Roger Parkes sofreu falência de órgãos após consumir produto contaminado por listeria

Por Fhagner Soares, ContilNet 11/06/2026 às 13:15
Defesa de Roger Parkes exige reparação após perícia comprovar listeria em lote de queijo/ Foto: Reprodução

A família do artista britânico Roger Parkes, que morreu em 2023 aos 59 anos, move uma ação de indenização na Justiça do Reino Unido contra a produtora de laticínios The Old Cheese Room. Os familiares pleiteiam uma reparação financeira de aproximadamente R$ 1,4 milhão (£ 200 mil libras esterlinas) após laudos apontarem que o óbito do homem foi desencadeado pelo consumo de um queijo artesanal contaminado por uma bactéria de alta letalidade.

Parkes contraiu listeriose, uma infecção grave provocada pela bactéria Listeria monocytogenes. O microrganismo possui capacidade de proliferação em alimentos que não passaram por processos rigorosos de pasteurização ou cozimento, sendo rotineiramente detectado em leite cru, queijos de massa mole, embutidos e carnes processadas, além de vegetais crus mal higienizados.

A cronologia do caso revela que o alimento contaminado entrou na rotina do artista de forma despretensiosa. Roger Parkes recebeu uma porção do queijo do tipo Baronet Reblochon —uma especialidade de casca lavada e consistência cremosa— como um presente de Dia dos Namorados comprado por sua esposa.
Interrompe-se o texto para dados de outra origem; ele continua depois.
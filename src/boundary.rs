//! Boundary conditions at the two ends of a spline.

use num_traits::{Float, NumCast};

/// Raw boundary derivatives at or above this magnitude select a natural boundary.
///
/// Callers passing `1e30` as a first derivative get a natural spline on that end.
pub const NATURAL_THRESHOLD: f64 = 0.99e30;

/// Condition imposed on one end of the spline.
#[derive(Clone, Copy, Debug, PartialEq)]
pub enum Boundary<T> {
    /// Zero second derivative at the end knot
    Natural,
    /// Fixed first derivative at the end knot
    Clamped(T),
}

impl<T: Float> Boundary<T> {
    /// Interpret a raw first derivative, where any value with magnitude of at least
    /// [`NATURAL_THRESHOLD`] means "natural" instead of a real slope.
    ///
    /// NaN is treated as a clamped slope, and will propagate into the fit.
    #[inline]
    pub fn from_derivative(yp: T) -> Self {
        // Types too narrow for the threshold never see a natural boundary from a finite slope
        let threshold = <T as NumCast>::from(NATURAL_THRESHOLD).unwrap_or_else(T::infinity);
        if yp.abs() >= threshold {
            Boundary::Natural
        } else {
            Boundary::Clamped(yp)
        }
    }

    /// The imposed first derivative, if any.
    pub fn slope(&self) -> Option<T> {
        match *self {
            Boundary::Natural => None,
            Boundary::Clamped(yp) => Some(yp),
        }
    }

    pub fn is_natural(&self) -> bool {
        matches!(self, Boundary::Natural)
    }
}
//! cspline command-line interface.
//!
//! Interpolate a tabulated dataset with a cubic spline and write the knots
//! and the interpolated samples as text tables:
//! ```sh
//! cspline builtin 2 --points 100 --output out/
//! cspline run job.toml
//! cspline datasets
//! ```

mod config;

use std::fs::{self, File};
use std::io::BufWriter;
use std::path::{Path, PathBuf};

use anyhow::{Context, Result};
use clap::{Parser, Subcommand};
use log::info;

use cspline::driver::{self, Dataset};
use cspline::eval::exit_with;
use cspline::utils::{linspace, linspace_open};
use cspline::{Boundary, SplineError};

#[derive(Parser)]
#[command(name = "cspline")]
#[command(about = "Cubic spline interpolation of tabulated data")]
#[command(version)]
struct Cli {
    #[command(subcommand)]
    command: Commands,
}

#[derive(Subcommand)]
enum Commands {
    /// Interpolate one of the built-in datasets.
    Builtin {
        /// Dataset number (see `cspline datasets`).
        #[arg(default_value_t = 2)]
        id: usize,
        /// Number of observation points over [first knot, last knot).
        #[arg(short = 'n', long, default_value_t = config::default_points())]
        points: usize,
        /// Output directory.
        #[arg(short, long, default_value = ".")]
        output: PathBuf,
    },
    /// Interpolate a dataset described by a TOML job file.
    Run {
        /// Path to the job configuration file.
        config: PathBuf,
        /// Output directory (overrides config file setting).
        #[arg(short, long)]
        output: Option<PathBuf>,
    },
    /// List the built-in datasets.
    Datasets,
}

fn main() -> Result<()> {
    env_logger::init();
    let cli = Cli::parse();

    let result = dispatch(cli);
    // Bad knots are fatal, with the classic diagnostic
    if let Err(err) = &result {
        if let Some(&spline_err) = err.downcast_ref::<SplineError>() {
            exit_with(spline_err);
        }
    }
    result
}

fn dispatch(cli: Cli) -> Result<()> {
    match cli.command {
        Commands::Builtin { id, points, output } => {
            let dataset = Dataset::builtin(id)
                .with_context(|| format!("No built-in dataset #{id} (expected 1 or 2)"))?;
            anyhow::ensure!(points > 0, "--points must be at least 1");
            let (start, stop) = dataset.span().context("Dataset has no knots")?;
            let grid = linspace_open(start, stop, points);

            interpolate(
                &dataset,
                &grid,
                &output.join(config::default_dataset_file()),
                &output.join(config::default_interp_file()),
            )
        }
        Commands::Run { config, output } => {
            let job = config::load_config(&config)?;
            info!("Configuration: {}", config.display());
            let dataset = job.dataset();

            let (first, last) = dataset.span().context("Dataset has no knots")?;
            let start = job.grid.start.unwrap_or(first);
            let stop = job.grid.stop.unwrap_or(last);
            let grid = if job.grid.endpoint {
                linspace(start, stop, job.grid.points)
            } else {
                linspace_open(start, stop, job.grid.points)
            };

            let out_dir = output.unwrap_or_else(|| PathBuf::from(&job.output.directory));
            interpolate(
                &dataset,
                &grid,
                &out_dir.join(&job.output.dataset_file),
                &out_dir.join(&job.output.interp_file),
            )
        }
        Commands::Datasets => {
            for id in 1.. {
                let Some(dataset) = Dataset::builtin(id) else {
                    break;
                };
                println!(
                    "{id}: {} ({} knots, lower: {}, upper: {})",
                    dataset.name,
                    dataset.x.len(),
                    describe(dataset.lower),
                    describe(dataset.upper)
                );
            }
            Ok(())
        }
    }
}

/// Run the driver, replacing any existing output files.
fn interpolate(
    dataset: &Dataset,
    grid: &[f64],
    dataset_path: &Path,
    interp_path: &Path,
) -> Result<()> {
    for path in [dataset_path, interp_path] {
        if let Some(dir) = path.parent().filter(|d| !d.as_os_str().is_empty()) {
            fs::create_dir_all(dir)
                .with_context(|| format!("Failed to create output directory: {}", dir.display()))?;
        }
    }

    let mut dataset_sink = BufWriter::new(
        File::create(dataset_path)
            .with_context(|| format!("Failed to create {}", dataset_path.display()))?,
    );
    let mut interp_sink = BufWriter::new(
        File::create(interp_path)
            .with_context(|| format!("Failed to create {}", interp_path.display()))?,
    );

    driver::run(dataset, grid, &mut dataset_sink, &mut interp_sink)?;

    println!("Knots written to {}", dataset_path.display());
    println!("Interpolation written to {}", interp_path.display());
    Ok(())
}

fn describe(boundary: Boundary<f64>) -> String {
    match boundary {
        Boundary::Natural => "natural".into(),
        Boundary::Clamped(yp) => format!("clamped, slope {yp}"),
    }
}
//! Convenience methods for constructing observation grids in a way that echoes,
//! but does not exactly match, methods common in scripting languages.
use num_traits::{Float, NumCast};

/// Generates evenly spaced values from start to stop,
/// including the endpoint.
pub fn linspace<T>(start: T, stop: T, n: usize) -> Vec<T>
where
    T: Float,
{
    if n < 2 {
        return vec![start; n];
    }
    let dx: T = (stop - start) / <T as NumCast>::from(n - 1).unwrap();
    (0..n).map(|i| start + <T as NumCast>::from(i).unwrap() * dx).collect()
}

/// Generates `n` evenly spaced values from start toward stop,
/// excluding the endpoint, with spacing `(stop - start) / n`.
pub fn linspace_open<T>(start: T, stop: T, n: usize) -> Vec<T>
where
    T: Float,
{
    if n == 0 {
        return Vec::new();
    }
    let dx: T = (stop - start) / <T as NumCast>::from(n).unwrap();
    (0..n).map(|i| start + <T as NumCast>::from(i).unwrap() * dx).collect()
}

#[cfg(test)]
mod test {
    use super::*;

    #[test]
    fn test_linspace() {
        assert_eq!(linspace(0.0, 1.0, 5), vec![0.0, 0.25, 0.5, 0.75, 1.0]);
        assert_eq!(linspace(2.0_f32, 3.0, 1), vec![2.0]);
        assert!(linspace(2.0_f64, 3.0, 0).is_empty());
    }

    #[test]
    fn test_linspace_open() {
        let x = linspace_open(0.0, 10.0, 100);
        assert_eq!(x.len(), 100);
        assert_eq!(x[0], 0.0);
        assert!((x[99] - 9.9).abs() < 1e-12);
        assert_eq!(linspace_open(0.0, 1.0, 4), vec![0.0, 0.25, 0.5, 0.75]);
    }
}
Auditorias sanitárias subsequentes conduzidas por órgãos de vigilância do Reino Unido confirmaram o nexo causal no lote do laticínio. A perícia técnica concluiu de forma taxativa que o queijo continha níveis de listeria incompatíveis com o consumo humano. O lote foi alvo de um recall emergencial de recolhimento de mercado, mas as autoridades de saúde britânicas confirmaram que pelo menos outras duas pessoas também adoeceram após consumir unidades do mesmo produto.

Embora a The Old Cheese Room tenha admitido publicamente a falha sanitária e a presença da bactéria em suas linhas de processamento, a empresa contesta a autoria jurídica do óbito e recusa-se a pagar a indenização estipulada pela defesa da família.

O embate entre os médicos legistas contratados pela acusação e os peritos indicados pela defesa concentra-se agora nos tribunais britânicos. A corte terá de julgar se a listeriose funcionou como a causa determinante e soberana para a morte ou se o óbito deve ser classificado como uma consequência natural do agravamento das comorbidades preexistentes do artista.